----- Extracted information -----

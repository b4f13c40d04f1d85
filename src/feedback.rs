//! Feedback form state around an opaque "send message" service.
//!
//! The transport (mail relay, HTTP endpoint) belongs to the host and sits
//! behind [`FeedbackService`]. The form only tracks the draft and the
//! pending/sent/failed state the UI shows around the call.

use serde::Serialize;
use thiserror::Error;

#[derive(Error, Debug, Clone, PartialEq)]
pub enum FeedbackError {
    #[error("message is empty")]
    EmptyMessage,
    #[error("a message is already being sent")]
    AlreadyPending,
    #[error("feedback service failed: {0}")]
    Service(String),
}

/// Payload handed to the service.
#[derive(Debug, Clone, PartialEq, Eq, Serialize)]
pub struct FeedbackMessage {
    pub message: String,
}

pub trait FeedbackService {
    fn send(&mut self, message: &FeedbackMessage) -> Result<(), FeedbackError>;
}

#[derive(Debug, Clone, PartialEq, Eq, Default)]
pub enum SubmitStatus {
    #[default]
    Idle,
    Pending,
    Sent,
    Failed(String),
}

#[derive(Debug, Clone, Default)]
pub struct FeedbackForm {
    draft: String,
    status: SubmitStatus,
}

impl FeedbackForm {
    pub fn new() -> Self {
        Self::default()
    }

    pub fn draft(&self) -> &str {
        &self.draft
    }

    pub fn status(&self) -> &SubmitStatus {
        &self.status
    }

    pub fn is_pending(&self) -> bool {
        self.status == SubmitStatus::Pending
    }

    /// Edit the draft. Editing after a settled submission returns to `Idle`.
    pub fn set_draft(&mut self, text: impl Into<String>) {
        self.draft = text.into();
        if matches!(self.status, SubmitStatus::Sent | SubmitStatus::Failed(_)) {
            self.status = SubmitStatus::Idle;
        }
    }

    /// Validate the draft and move to `Pending`, returning the payload to send.
    pub fn begin_submit(&mut self) -> Result<FeedbackMessage, FeedbackError> {
        if self.is_pending() {
            return Err(FeedbackError::AlreadyPending);
        }
        let message = self.draft.trim();
        if message.is_empty() {
            return Err(FeedbackError::EmptyMessage);
        }
        let payload = FeedbackMessage {
            message: message.to_string(),
        };
        self.status = SubmitStatus::Pending;
        Ok(payload)
    }

    /// Settle a pending submission. Success clears the draft; failure keeps
    /// it so the user can retry.
    pub fn finish(&mut self, result: Result<(), FeedbackError>) {
        if !self.is_pending() {
            tracing::debug!("feedback result arrived with nothing pending; ignored");
            return;
        }
        match result {
            Ok(()) => {
                self.draft.clear();
                self.status = SubmitStatus::Sent;
            }
            Err(err) => {
                tracing::warn!(error = %err, "feedback submission failed");
                self.status = SubmitStatus::Failed(err.to_string());
            }
        }
    }

    /// Submit through a synchronous service.
    pub fn submit(&mut self, service: &mut dyn FeedbackService) -> Result<(), FeedbackError> {
        let payload = self.begin_submit()?;
        let result = service.send(&payload);
        self.finish(result.clone());
        result
    }
}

-----

### Exercise requirements
The data given above must be transcribed exactly and completely.

### Expected answer
repository b4f13c40d04f1d85
filename src/feedback.rs
//! Feedback form state around an opaque "send message" service.
//!
//! The transport (mail relay, HTTP endpoint) belongs to the host and sits
//! behind [`FeedbackService`]. The form only tracks the draft and the
//! pending/sent/failed state the UI shows around the call.

use serde::Serialize;
use thiserror::Error;

#[derive(Error, Debug, Clone, PartialEq)]
pub enum FeedbackError {
    #[error("message is empty")]
    EmptyMessage,
    #[error("a message is already being sent")]
    AlreadyPending,
    #[error("feedback service failed: {0}")]
    Service(String),
}

/// Payload handed to the service.
#[derive(Debug, Clone, PartialEq, Eq, Serialize)]
pub struct FeedbackMessage {
    pub message: String,
}

pub trait FeedbackService {
    fn send(&mut self, message: &FeedbackMessage) -> Result<(), FeedbackError>;
}

#[derive(Debug, Clone, PartialEq, Eq, Default)]
pub enum SubmitStatus {
    #[default]
    Idle,
    Pending,
    Sent,
    Failed(String),
}

#[derive(Debug, Clone, Default)]
pub struct FeedbackForm {
    draft: String,
    status: SubmitStatus,
}

impl FeedbackForm {
    pub fn new() -> Self {
        Self::default()
    }

    pub fn draft(&self) -> &str {
        &self.draft
    }

    pub fn status(&self) -> &SubmitStatus {
        &self.status
    }

    pub fn is_pending(&self) -> bool {
        self.status == SubmitStatus::Pending
    }

    /// Edit the draft. Editing after a settled submission returns to `Idle`.
    pub fn set_draft(&mut self, text: impl Into<String>) {
        self.draft = text.into();
        if matches!(self.status, SubmitStatus::Sent | SubmitStatus::Failed(_)) {
            self.status = SubmitStatus::Idle;
        }
    }

    /// Validate the draft and move to `Pending`, returning the payload to send.
    pub fn begin_submit(&mut self) -> Result<FeedbackMessage, FeedbackError> {
        if self.is_pending() {
            return Err(FeedbackError::AlreadyPending);
        }
        let message = self.draft.trim();
        if message.is_empty() {
            return Err(FeedbackError::EmptyMessage);
        }
        let payload = FeedbackMessage {
            message: message.to_string(),
        };
        self.status = SubmitStatus::Pending;
        Ok(payload)
    }

    /// Settle a pending submission. Success clears the draft; failure keeps
    /// it so the user can retry.
    pub fn finish(&mut self, result: Result<(), FeedbackError>) {
        if !self.is_pending() {
            tracing::debug!("feedback result arrived with nothing pending; ignored");
            return;
        }
        match result {
            Ok(()) => {
                self.draft.clear();
                self.status = SubmitStatus::Sent;
            }
            Err(err) => {
                tracing::warn!(error = %err, "feedback submission failed");
                self.status = SubmitStatus::Failed(err.to_string());
            }
        }
    }

    /// Submit through a synchronous service.
    pub fn submit(&mut self, service: &mut dyn FeedbackService) -> Result<(), FeedbackError> {
        let payload = self.begin_submit()?;
        let result = service.send(&payload);
        self.finish(result.clone());
        result
    }
}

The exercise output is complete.